Dalam skripsi di Fakultas Sastra Universitas Negeri Sebelas Maret, “Tinjauan Diskriptif Rita Widagdo sebagai Pematung” (1990), Juniaty Sinuraya menyebut Rita Widagdo punya kiprah kesenimanan yang mentereng sejak menjadi mahasiswa (1957-1965). Menjadi satu-satunya perempuan di dalam kelas tak membuatnya canggung bergaul dan beraktivitas. Di luar kampus, Rita tercatat sebagai anggota Wurteimbergische Kunstlerbund, sebuah lembaga seni yang didirikan dengan semangat mempererat hubungan antarseniman di Jerman Barat.
Pada periode itu pula patung Rita Wizmenn memenangi sebuah kejuaraan yang digelar oleh Akademie Wettbewerb Stturtgart.

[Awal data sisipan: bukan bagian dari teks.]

//! Restricted API key issuance.
//!
//! The provider soft-deletes keys by name for 30 days, so a fixed name would
//! make destroy-then-recreate fail with a collision. A random
//! lowercase-alphanumeric suffix sidesteps the reservation, but only a
//! destroy consumes it: re-apply first looks for a live key under the
//! `<serviceName>-key-` prefix and reuses it, so unchanged inputs never
//! accumulate keys. The key is restricted to the target API's managed
//! service only.

use std::sync::Arc;

use rand::Rng;
use tracing::debug;

use gantry_core::ApiDefinition;
use gantry_graph::{Graph, GraphResult, Output, ResourceHandle};

use crate::api::GcpApi;

/// Length of the random name suffix (collision odds ≈ 1/36^6 per pair).
pub const SUFFIX_LEN: usize = 6;

const SUFFIX_CHARSET: &[u8] = b"abcdefghijklmnopqrstuvwxyz0123456789";

/// A fresh lowercase-alphanumeric suffix.
pub fn random_suffix(len: usize) -> String {
    let mut rng = rand::thread_rng();
    (0..len)
        .map(|_| SUFFIX_CHARSET[rng.gen_range(0..SUFFIX_CHARSET.len())] as char)
        .collect()
}

pub struct ApiKey {
    /// The raw key secret. Sensitive.
    pub key_string: Output<String>,
    /// The resource name actually in use, `<serviceName>-key-<suffix>`;
    /// resolves to the reused name on re-apply, a fresh one otherwise.
    pub name: Output<String>,
    pub handle: ResourceHandle,
}

impl ApiKey {
    pub fn register(
        graph: &mut Graph,
        gcp: Arc<dyn GcpApi>,
        project: &str,
        service_name: &str,
        api: Output<ApiDefinition>,
        depends_on: &[ResourceHandle],
    ) -> GraphResult<Self> {
        let prefix = format!("{service_name}-key-");
        let display_name = format!("API Key for {service_name}");

        let (secret_slot, key_string) = Output::pending();
        let (name_slot, name) = Output::pending();
        let handle = {
            let gcp = gcp.clone();
            let project = project.to_string();
            let prefix = prefix.clone();
            graph.resource(
                &format!("{service_name}-api-key"),
                "projects.ApiKey",
                depends_on,
                move || async move {
                    let definition = api.get().await?;
                    // A previous apply's key stays good; only a destroy
                    // retires the name and forces a fresh suffix.
                    if let Some((existing, secret)) =
                        gcp.lookup_api_key_by_prefix(&project, &prefix).await?
                    {
                        debug!(name = %existing, "reusing live api key");
                        name_slot.set(existing);
                        secret_slot.set(secret);
                        return Ok(());
                    }
                    let key_name = format!("{prefix}{}", random_suffix(SUFFIX_LEN));
                    // Least privilege: this key opens the target API only.
                    let secret = gcp
                        .create_api_key(
                            &project,
                            &key_name,
                            &display_name,
                            &definition.managed_service,
                        )
                        .await?;
                    name_slot.set(key_name);
                    secret_slot.set(secret);
                    Ok(())
                },
            )?
        };
        {
            let project = project.to_string();
            // A destroy runs in a fresh process that never saw the suffix a
            // previous apply drew, so teardown sweeps by prefix.
            graph.set_delete(handle, move || async move {
                gcp.delete_api_keys_by_prefix(&project, &prefix).await?;
                Ok(())
            });
        }

        Ok(ApiKey {
            key_string,
            name,
            handle,
        })
    }
}

#[cfg(test)]
mod tests {
    use super::*;
    use crate::simulated::SimulatedGcp;
    use gantry_graph::Engine;

    #[test]
    fn suffix_has_requested_length_and_charset() {
        let suffix = random_suffix(SUFFIX_LEN);
        assert_eq!(suffix.len(), SUFFIX_LEN);
        assert!(
            suffix
                .bytes()
                .all(|b| b.is_ascii_lowercase() || b.is_ascii_digit())
        );
    }

    #[test]
    fn independent_suffixes_differ() {
        // 1/36^6 collision odds; a flake here means the generator is broken.
        assert_ne!(random_suffix(SUFFIX_LEN), random_suffix(SUFFIX_LEN));
    }

    #[test]
    fn key_name_satisfies_resource_constraints() {
        let name = format!("mcp-on-cloudrun-key-{}", random_suffix(SUFFIX_LEN));
        assert!(name.len() <= 63);
        assert!(
            name.bytes()
                .all(|b| b.is_ascii_lowercase() || b.is_ascii_digit() || b == b'-')
        );
    }

    /// Declare and apply just the key node; returns (name, secret).
    async fn issue_key(gcp: Arc<SimulatedGcp>) -> (String, String) {
        let mut graph = Graph::new();
        let api = Output::resolved(ApiDefinition {
            api_id: "svc".to_string(),
            managed_service: "svc-abc.apigateway.p.cloud.goog".to_string(),
        });
        let key = ApiKey::register(&mut graph, gcp, "p", "svc", api, &[]).unwrap();
        let report = Engine::apply(graph).await.unwrap();
        assert!(report.is_clean());
        (
            key.name.get().await.unwrap(),
            key.key_string.get().await.unwrap(),
        )
    }

    #[tokio::test]
    async fn first_apply_mints_a_suffixed_name() {
        let gcp = Arc::new(SimulatedGcp::new());
        let (name, secret) = issue_key(gcp.clone()).await;
        assert!(name.starts_with("svc-key-"));
        assert_eq!(name.len(), "svc-key-".len() + SUFFIX_LEN);
        assert!(secret.starts_with("AIza"));
    }

    #[tokio::test]
    async fn reapply_reuses_the_live_key() {
        let gcp = Arc::new(SimulatedGcp::new());
        let first = issue_key(gcp.clone()).await;
        let second = issue_key(gcp.clone()).await;
        assert_eq!(first, second);
        assert_eq!(gcp.live_key_names().len(), 1);
        // Exactly one create ever reached the provider.
        let creates = gcp
            .calls()
            .iter()
            .filter(|c| c.method == "create_api_key")
            .count();
        assert_eq!(creates, 1);
    }
}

Selain itu, patung Rita juga dikoleksi oleh Staatsgalerie (galeri negara bagian) karena mutunya yang berkualitas.
Pada 1964, setahun sebelum lulus kuliah dan menyandang gelar Meisterschüler, Rita menikah dengan Widagdo, mahasiswa ITB yang tengah melanjutkan pendidikan desain interior di SABK Stuttgart.
“Setelah menyelesaikan proses belajar dari guru-guru yang sangat baik, terutama Prof. Hannes Neuner dan Prof. Otto Baum, saya perlu beberapa tahun untuk melepaskan diri dari pengaruhnya. Proses ini dipermudah dengan kepindahan saya pada tahun 1965 ke Indonesia, nampaknya jarak geografis telah membantunya,” ungkap Rita dalam “Yang Dicari Melalui Seni” (PDF).
Di Indonesia, Rita mengakui bahwa karya-karyanya banyak dipengaruhi oleh hasil pengamatan atas dunia tumbuhan, serta kekayaan dan keanekaragaman vegetasi negeri ini. Karakter garis dan bentuk yang terdapat di alam menjadi titik tolak sekaligus inspirasi patung-patung Rita.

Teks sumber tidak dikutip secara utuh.